Whenever I return to Paris, it always takes me a few days to get settled and realize that I am actually here. A while ago, Tory wrote a post on how she knows she’s in Paris, which inspired me to think about the signs that tell me I’ve arrived.
Everyone has their own Paris; a few special haunts and pleasures that always make returning to Paris feel like a wonderful indulgence. I’ll bet most regular visitors have certain things they always do and see as soon as they hit the ground. I arrived here a few days ago and like clockwork, these seven habits kicked in.
1. I start taking photos at bookshops, florists and even greengrocers. There is something about the level of beauty and the care taken in displaying even simple things here that makes me very happy. Essentially, my desire to take photos of random things tells me that my eyes are wide open, I’m being inspired, and I’m taking everything in.
2. The cute, young waiter in an ordinary corner bistro gives me a lingering look with smoldering, come-hither eyes along with the bill. WHAT. Actual attractive men give me a bit of an appreciative glance as I pass them in the street.

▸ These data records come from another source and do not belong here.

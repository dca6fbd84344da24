use serde::{Deserialize, Serialize};
use sqlx::FromRow;
use tracing::info;

/// The three well-known channel roles the bot communicates through.
#[derive(Debug, Clone, Copy, PartialEq, Eq)]
pub enum ChannelRole {
    /// Where /new_alert is accepted
    Input,
    /// Where due alerts are broadcast
    Alert,
    /// Reserved for alert review
    Review,
}

impl ChannelRole {
    pub fn as_str(self) -> &'static str {
        match self {
            ChannelRole::Input => "input",
            ChannelRole::Alert => "alert",
            ChannelRole::Review => "review",
        }
    }
}

/// One row of the channel directory. `chat_id` is NULL until the bot
/// observes a message from a chat whose title or username matches `name`.
#[derive(Debug, Clone, FromRow, Serialize, Deserialize)]
pub struct Channel {
    pub role: String,
    pub name: String,
    pub chat_id: Option<i64>,
}

impl Channel {
    /// (Re)initializes the directory from configured names. Runs at startup;
    /// any previously resolved chat ids are cleared so stale handles from a
    /// prior run are re-learned.
    pub async fn seed(
        pool: &sqlx::SqlitePool,
        input_name: &str,
        alert_name: &str,
        review_name: &str,
    ) -> Result<(), sqlx::Error> {
        let entries = [
            (ChannelRole::Input, input_name),
            (ChannelRole::Alert, alert_name),
            (ChannelRole::Review, review_name),
        ];

        for (role, name) in entries {
            sqlx::query(
                "INSERT INTO channels (role, name, chat_id) VALUES (?, ?, NULL) \
                 ON CONFLICT(role) DO UPDATE SET name = excluded.name, chat_id = NULL",
            )
            .bind(role.as_str())
            .bind(name)
            .execute(pool)
            .await?;
        }

        Ok(())
    }

    pub async fn find(
        pool: &sqlx::SqlitePool,
        role: ChannelRole,
    ) -> Result<Option<Self>, sqlx::Error> {
        sqlx::query_as::<_, Channel>(
            "SELECT role, name, chat_id FROM channels WHERE role = ?",
        )
        .bind(role.as_str())
        .fetch_optional(pool)
        .await
    }

    /// Fills in the chat id for every unresolved role whose configured name
    /// matches one of the observed chat labels. Called on each inbound
    /// message until the whole directory is resolved.
    pub async fn resolve_matching(
        pool: &sqlx::SqlitePool,
        chat_id: i64,
        labels: &[&str],
    ) -> Result<(), sqlx::Error> {
        if labels.is_empty() {
            return Ok(());
        }

        let unresolved = sqlx::query_as::<_, Channel>(
            "SELECT role, name, chat_id FROM channels WHERE chat_id IS NULL",
        )
        .fetch_all(pool)
        .await?;

        for channel in unresolved {
            if labels.contains(&channel.name.as_str()) {
                sqlx::query("UPDATE channels SET chat_id = ? WHERE role = ?")
                    .bind(chat_id)
                    .bind(&channel.role)
                    .execute(pool)
                    .await?;
                info!(
                    "Resolved {} channel '{}' to chat {}",
                    channel.role, channel.name, chat_id
                );
            }
        }

        Ok(())
    }

    pub async fn all_resolved(pool: &sqlx::SqlitePool) -> Result<bool, sqlx::Error> {
        let count = sqlx::query_scalar::<_, i64>(
            "SELECT COUNT(*) FROM channels WHERE chat_id IS NULL",
        )
        .fetch_one(pool)
        .await?;

        Ok(count == 0)
    }
}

This is always a shocker when you’ve just arrived from London, where no one looks at anyone, ever, especially not like that. This is something that I find very nice about Paris – it just feels like a sign of appreciation of women and you don’t have to be eighteen to receive it. I look forward to enjoying those looks until I’m well into my eighties.
3. I take long walks for no particular reason, with no fixed destination in mind. I would never do this in London, but in Paris I can walk for miles without getting tired. It’s how I first got to know the city really well, and I’ve found many of my favorite haunts by exploring on foot.

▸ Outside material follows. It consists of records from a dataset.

//! # Alert Bot Main Entry Point
//!
//! Initializes logging, loads configuration, sets up the database and the
//! channel directory, starts the alert scheduler, and runs the Telegram bot.

use anyhow::Result;
use chrono::Utc;
use teloxide::prelude::*;
use teloxide::utils::command::BotCommands;
use tracing::info;
use tracing_subscriber::{layer::SubscriberExt, util::SubscriberInitExt};

use alert_bot::bot::commands::Command;
use alert_bot::bot::conversation::ConversationStore;
use alert_bot::bot::handlers::BotHandler;
use alert_bot::config::Config;
use alert_bot::database::connection::DatabaseManager;
use alert_bot::database::models::Channel;
use alert_bot::services::scheduler::AlertScheduler;
use std::sync::Arc;

#[tokio::main]
async fn main() -> Result<()> {
    // Initialize logging
    tracing_subscriber::registry()
        .with(
            tracing_subscriber::EnvFilter::try_from_default_env()
                .unwrap_or_else(|_| "alert_bot=debug".into()),
        )
        .with(tracing_subscriber::fmt::layer())
        .init();

    // Load configuration
    dotenvy::dotenv().ok();
    let config = Config::from_env()?;

    info!("Starting Alert Bot v{}", env!("CARGO_PKG_VERSION"));
    info!(
        "Configuration loaded - Database: {}, Timezone: {}",
        config.database_url, config.timezone
    );

    // Initialize database
    info!("Initializing database connection...");
    let db_manager = DatabaseManager::new(&config.database_url).await?;
    info!("Running database migrations...");
    db_manager.run_migrations().await?;
    let db_arc = Arc::new(db_manager);
    info!("Database initialized successfully");

    // (Re)seed the channel directory; chat ids are learned lazily from the
    // first messages observed after startup.
    Channel::seed(
        &db_arc.pool,
        &config.input_channel,
        &config.alert_channel,
        &config.review_channel,
    )
    .await?;
    info!(
        "Channel directory seeded: input='{}', alert='{}', review='{}'",
        config.input_channel, config.alert_channel, config.review_channel
    );

    // Initialize bot
    info!("Initializing Telegram bot...");
    let bot = Bot::new(&config.telegram_bot_token);
    bot.set_my_commands(Command::bot_commands()).await?;
    info!("Online: connected on {}", Utc::now().with_timezone(&config.timezone));

    let store = ConversationStore::new();
    let handler = BotHandler::new(db_arc.as_ref().clone(), store);

    // Initialize and start the alert scheduler
    info!("Initializing alert scheduler...");
    let mut scheduler = match AlertScheduler::new(bot.clone(), db_arc.clone(), config.timezone).await
    {
        Ok(service) => {
            info!("Alert scheduler initialized successfully");
            service
        }
        Err(e) => {
            tracing::error!("Failed to create alert scheduler: {}", e);
            return Err(anyhow::anyhow!("Failed to create alert scheduler: {}", e));
        }
    };

    if let Err(e) = scheduler.start().await {
        tracing::error!("Failed to start alert scheduler: {}", e);
    } else {
        info!("Alert scheduler started successfully");
    }

    // Run the dispatcher until shutdown
    Dispatcher::builder(bot, handler.schema())
        .dependencies(dptree::deps![])
        .enable_ctrlc_handler()
        .build()
        .dispatch()
        .await;

    // Stop the scheduler on shutdown
    if let Err(e) = scheduler.stop().await {
        tracing::warn!("Error stopping alert scheduler: {}", e);
    }

    info!("Application stopped");
    Ok(())
}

4. Yoghurt. I haven’t tried yoghurt in every country in the world, and perhaps that’s what my first book will be about, but French yoghurt is delicious. I don’t even eat it in London, but here I stock up on my favorite brebis (sheep’s milk) yoghurts as a matter of urgency and I eat one every day.
5. I become extremely excited about visiting pharmacies. Like anyone sensible, I’m obsessed with French beauty products and Paris pharmacies are vastly superior to those elsewhere. French pharmacies contain hundreds of excellent skincare products, and I usually spend hours scanning the beautifully laid-out shelves searching for promises of new types of radiance unavailable in the UK. I have my preferred pharmacies around the city.
Citypharma on the rue du Four, where all the hair and make up artists shop when they’re in town, is like a crazy discount supermarket. I actually prefer the Pharmacie de la Mairie on the corner of the rue des Archives. It’s smaller but much calmer, so you can browse in peace. It stocks all the brands you could ever want and has knowledgeable, helpful staff. Prices of the same products do tend to vary quite a bit across the city, so my quest for the best deal on double 500ml packs of Bioderma Crealine H20 cleanser starts as soon as I see the first green cross sign of a pharmacy glowing at me.
6. I pay a little more attention to grooming and how I’m dressed, but subtly. As in, I iron clothes and make sure a lint roller has been deployed if necessary before leaving the house. (When I’m in Paris I only wear black, navy and charcoal obviously.) I look in the mirror before going out to make sure my skirt isn’t tucked into my knickers. No one would even notice in London if it was (see 2), or they’d think it was a new trend and start doing it as well. In Paris the more impeccably dressed you are, the better service you get and the nicer people are to you. Fair? No. True? Afraid so.
7. I have to say hello to the Seine. I don’t feel properly oriented in Paris until I’ve been to pay my respects to the river that runs through it. Once I’ve crossed over the river, I know I’m really here.